With three races sailed every day of a four-day regatta and five events taking place throughout a season, the 44Cup delivers more racing than any other owner-driver class in the world. But that doesn't always mean the owners can make it. Sometimes a substitute driver has to step onto the precious one-design racing machines and perform into this competitive fleet. No pressure.
After the first day of racing in the 44Cup Oman, we spoke to the substitute helms of Artemis Racing and Team Aqua about the pressure and responsibilities that come with taking the wheels.
Sarah Gundersen, who usually runs the logistics for Artemis Racing, started the day with a shocker, finishing last in the first race but quickly turned it around with two third-placed results to end the day a respectable fifth overall, "of course there is pressure. Torbjorn [Tornqvist] has obviously had a great season so far so I feel the pressure because I don't get much time behind the helm and when I do step onboard, I am trying to fill in for him which are massive shoes to try and fill.”
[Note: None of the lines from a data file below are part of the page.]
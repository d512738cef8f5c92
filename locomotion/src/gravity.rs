/*!
Gravity orientation: which way is up, how strong gravity is, and how hard a jump pushes.

Orientation is chosen from a finite set of named [`GravityProfile`]s. Switching profiles is a
timed, cancellable [`Reorientation`]: while it runs, the character's rotation is slerped toward
the new up axis and the committed `{up, gravity, jump_speed}` stay untouched. They are replaced
together only when the transition completes. Cancelling leaves the rotation wherever the last
frame put it and keeps the previously committed values.

Re-entrancy: requesting a different profile while a transition is in flight cancels it and
restarts from the current, partially rotated pose. Requesting the profile already being
transitioned to is a no-op, and so is requesting the settled profile while the pose still lines
up with it. After a cancel the pose may be left tilted; requesting the settled profile then
swings it back.
*/

use std::f32::consts::PI;

use serde::{Deserialize, Serialize};

use crate::{
    constants::{DEFAULT_PROFILE, DIR_EPS_SQ, INVERTED_PROFILE},
    error::{LocomotionError, Result},
    settings::ControllerSettings,
    types::{CharacterPose, Quat, UnitVec3, Vec3},
};

/// A named `{up, gravity, jump_speed}` combination.
#[derive(Clone, Debug, PartialEq, Serialize, Deserialize)]
pub struct GravityProfile {
    pub name: String,
    /// Up axis in world space. Normalized on use.
    pub up: [f32; 3],
    /// Acceleration along `up` (negative).
    pub gravity: f32,
    pub jump_speed: f32,
}

impl GravityProfile {
    pub fn new(name: impl Into<String>, up: Vec3, gravity: f32, jump_speed: f32) -> Self {
        Self {
            name: name.into(),
            up: [up.x, up.y, up.z],
            gravity,
            jump_speed,
        }
    }

    pub fn up_axis(&self) -> Result<UnitVec3> {
        unit_up(Vec3::from(self.up))
    }

    pub fn orientation(&self) -> Result<Orientation> {
        Ok(Orientation {
            up: self.up_axis()?,
            gravity: self.gravity,
            jump_speed: self.jump_speed,
        })
    }
}

/// Normalize an up axis, rejecting zero-length and non-finite vectors.
pub fn unit_up(up: Vec3) -> Result<UnitVec3> {
    if !up.iter().all(|c| c.is_finite()) || up.norm_squared() <= DIR_EPS_SQ {
        return Err(LocomotionError::DegenerateUpAxis);
    }
    Ok(UnitVec3::new_normalize(up))
}

/// The set of profiles a controller may switch between.
#[derive(Clone, Debug, PartialEq, Serialize, Deserialize)]
#[serde(transparent)]
pub struct GravityProfileSet {
    profiles: Vec<GravityProfile>,
}

impl GravityProfileSet {
    pub fn new(profiles: Vec<GravityProfile>) -> Result<Self> {
        let set = Self { profiles };
        set.validate()?;
        Ok(set)
    }

    /// `default` (world up) and `inverted` (world down), both with the settings' gravity and
    /// jump speed.
    pub fn standard(settings: &ControllerSettings) -> Self {
        Self {
            profiles: vec![
                GravityProfile::new(
                    DEFAULT_PROFILE,
                    Vec3::y(),
                    settings.gravity,
                    settings.jump_speed,
                ),
                GravityProfile::new(
                    INVERTED_PROFILE,
                    -Vec3::y(),
                    settings.gravity,
                    settings.jump_speed,
                ),
            ],
        }
    }

    pub fn from_json_str(json: &str) -> Result<Self> {
        let set: Self = serde_json::from_str(json)?;
        set.validate()?;
        Ok(set)
    }

    pub fn validate(&self) -> Result<()> {
        if self.profiles.is_empty() {
            return Err(LocomotionError::InvalidSettings(
                "at least one gravity profile is required".into(),
            ));
        }

        for (i, profile) in self.profiles.iter().enumerate() {
            profile.up_axis()?;
            if !profile.gravity.is_finite() || profile.gravity >= 0.0 {
                return Err(LocomotionError::InvalidSettings(format!(
                    "profile `{}` must have finite negative gravity",
                    profile.name
                )));
            }
            if !profile.jump_speed.is_finite() {
                return Err(LocomotionError::InvalidSettings(format!(
                    "profile `{}` must have a finite jump speed",
                    profile.name
                )));
            }
            if self.profiles[..i].iter().any(|p| p.name == profile.name) {
                return Err(LocomotionError::InvalidSettings(format!(
                    "duplicate gravity profile `{}`",
                    profile.name
                )));
            }
        }

        Ok(())
    }

    pub fn get(&self, name: &str) -> Result<&GravityProfile> {
        self.profiles
            .iter()
            .find(|p| p.name == name)
            .ok_or_else(|| LocomotionError::UnknownGravityProfile(name.to_owned()))
    }

    pub fn names(&self) -> impl Iterator<Item = &str> {
        self.profiles.iter().map(|p| p.name.as_str())
    }

    /// First profile whose up axis matches `up` within a small angle.
    fn matching(&self, up: &UnitVec3) -> Option<&GravityProfile> {
        self.profiles.iter().find(|p| {
            p.up_axis()
                .map(|axis| axis.dot(&up.into_inner()) > 1.0 - 1.0e-4)
                .unwrap_or(false)
        })
    }
}

/// Values used by the vertical integrator. Replaced as a whole.
#[derive(Clone, Copy, Debug, PartialEq)]
pub struct Orientation {
    pub up: UnitVec3,
    pub gravity: f32,
    pub jump_speed: f32,
}

/// A running, time-bounded switch to another profile.
#[derive(Clone, Debug, PartialEq)]
pub struct Reorientation {
    target: String,
    target_orientation: Orientation,
    from_rotation: Quat,
    to_rotation: Quat,
    elapsed: f32,
    duration: f32,
}

impl Reorientation {
    pub fn target(&self) -> &str {
        &self.target
    }

    /// Fraction of the transition completed, in `[0, 1]`.
    pub fn progress(&self) -> f32 {
        (self.elapsed / self.duration).clamp(0.0, 1.0)
    }

    fn rotation_at(&self, t: f32) -> Quat {
        self.from_rotation
            .try_slerp(&self.to_rotation, t, 1.0e-6)
            .unwrap_or(self.to_rotation)
    }
}

#[derive(Clone, Debug, PartialEq)]
pub enum OrientationStatus {
    /// Committed values are final. Holds the profile name when the orientation matches one.
    Settled(Option<String>),
    Transitioning(Reorientation),
}

/// What the orientation did during one step.
#[derive(Clone, Debug, Default, PartialEq)]
pub enum ReorientationEvent {
    #[default]
    Idle,
    InProgress(f32),
    Committed(String),
}

/// Owner of the committed orientation and of the reorientation task.
#[derive(Clone, Debug)]
pub struct GravityOrientation {
    current: Orientation,
    status: OrientationStatus,
    profiles: GravityProfileSet,
    duration: f32,
}

impl GravityOrientation {
    /// Start from the character's initial up axis, using the settings' gravity and jump speed.
    pub fn new(
        initial_up: UnitVec3,
        settings: &ControllerSettings,
        profiles: GravityProfileSet,
    ) -> Self {
        let matching = profiles.matching(&initial_up);
        let current = Orientation {
            up: initial_up,
            gravity: matching.map_or(settings.gravity, |p| p.gravity),
            jump_speed: matching.map_or(settings.jump_speed, |p| p.jump_speed),
        };
        let settled = matching.map(|p| p.name.clone());
        Self {
            current,
            status: OrientationStatus::Settled(settled),
            profiles,
            duration: settings.reorientation_duration,
        }
    }

    #[inline]
    pub fn current(&self) -> &Orientation {
        &self.current
    }

    #[inline]
    pub fn up(&self) -> UnitVec3 {
        self.current.up
    }

    #[inline]
    pub fn gravity(&self) -> f32 {
        self.current.gravity
    }

    #[inline]
    pub fn jump_speed(&self) -> f32 {
        self.current.jump_speed
    }

    pub fn status(&self) -> &OrientationStatus {
        &self.status
    }

    pub fn profiles(&self) -> &GravityProfileSet {
        &self.profiles
    }

    pub fn is_transitioning(&self) -> bool {
        matches!(self.status, OrientationStatus::Transitioning(_))
    }

    /// Begin reorienting toward the profile called `name`.
    pub fn request(&mut self, name: &str, pose: &CharacterPose) -> Result<()> {
        let profile = self.profiles.get(name)?;
        let target_orientation = profile.orientation()?;

        let aligned = pose.up().dot(&target_orientation.up.into_inner()) > 1.0 - 1.0e-4;
        match &self.status {
            OrientationStatus::Settled(Some(settled)) if settled == name && aligned => {
                return Ok(());
            }
            OrientationStatus::Transitioning(running) if running.target == name => return Ok(()),
            OrientationStatus::Transitioning(running) => {
                log::info!(
                    "Reorientation toward `{}` restarted toward `{name}` at {:.0}%",
                    running.target,
                    running.progress() * 100.0
                );
            }
            OrientationStatus::Settled(_) => {
                log::info!("Reorientation toward `{name}` started");
            }
        }

        let to_rotation = rotation_onto(pose, &target_orientation.up) * pose.rotation;
        self.status = OrientationStatus::Transitioning(Reorientation {
            target: name.to_owned(),
            target_orientation,
            from_rotation: pose.rotation,
            to_rotation,
            elapsed: 0.0,
            duration: self.duration,
        });

        Ok(())
    }

    /// Abandon a running transition. Returns whether one was running.
    pub fn cancel(&mut self) -> bool {
        let OrientationStatus::Transitioning(running) = &self.status else {
            return false;
        };
        log::info!(
            "Reorientation toward `{}` cancelled at {:.0}%",
            running.target,
            running.progress() * 100.0
        );
        let settled = self.profiles.matching(&self.current.up).map(|p| p.name.clone());
        self.status = OrientationStatus::Settled(settled);
        true
    }

    /// Advance a running transition by `dt`, rotating `pose`, and commit when done.
    pub fn advance(&mut self, dt: f32, pose: &mut CharacterPose) -> ReorientationEvent {
        let OrientationStatus::Transitioning(running) = &mut self.status else {
            return ReorientationEvent::Idle;
        };

        running.elapsed += dt.max(0.0);
        let t = running.progress();
        pose.rotation = running.rotation_at(t);

        if t < 1.0 {
            return ReorientationEvent::InProgress(t);
        }

        let name = running.target.clone();
        self.current = running.target_orientation;
        self.status = OrientationStatus::Settled(Some(name.clone()));
        log::info!("Reorientation toward `{name}` committed");
        ReorientationEvent::Committed(name)
    }
}

/// Shortest rotation carrying the character's up onto `target_up`.
///
/// An exact flip has no unique shortest arc; it turns half a revolution about the character's
/// forward axis.
fn rotation_onto(pose: &CharacterPose, target_up: &UnitVec3) -> Quat {
    let current_up = pose.up();
    if current_up.dot(&target_up.into_inner()) < -1.0 + 1.0e-6 {
        return Quat::from_axis_angle(&pose.forward(), PI);
    }
    Quat::rotation_between_axis(&current_up, target_up).unwrap_or_else(Quat::identity)
}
So what's the most challenging thing when it comes to helming an RC44? “It's hard being thrown into such a tough fleet at the last minute and you obviously want to do a great job for the guys at the end of the day, who expect a lot from you to get the team around the race course,” Gundersen adds.
After getting two third-placed results, Sarah explained that Torbjorn “expects us to go out there and have some fun and he puts a lot of trust in the fact that we can get the boat around the racecourse safely and get him good result. It requires a lot of trust from Torbjorn which is something I am very appreciative of”.
On Team Aqua today Ben Graham, who has been part of crew for the last 13 years, explained that when he is asked to step in for Chris on the helm, the dynamic onboard "doesn't change too much, everybody's still trying to pull their weight within the team. When Chris isn't there, we obviously have one person onboard who normally isn't onboard and luckily, Andrew (Chris's son) fits into the team really well."
One of the biggest personal challenges when switching from grinder to helmsman is "making sure we can get a good result for the team. It's a different stress on the helm, more of a mental stress than a physical stress, which is the different end of the spectrum compared to my normal role onboard," he said.
"Being given the opportunity to helm really allows you to appreciate how hard it is for the owner. They are twitchy and hard boats to drive, so the owners have a hard job helming the boats for sure. It's not just a passenger role; they must work hard to keep the boat moving"
And what extra pressure is there not being the owner of the boat but being able to helm the boat? "Well obviously, you don't want to crash the boat! It is important to make sure we don't make too many mistakes and mostly just trying not to crash. Chris usually sends a message saying good luck and enjoy the yelling!"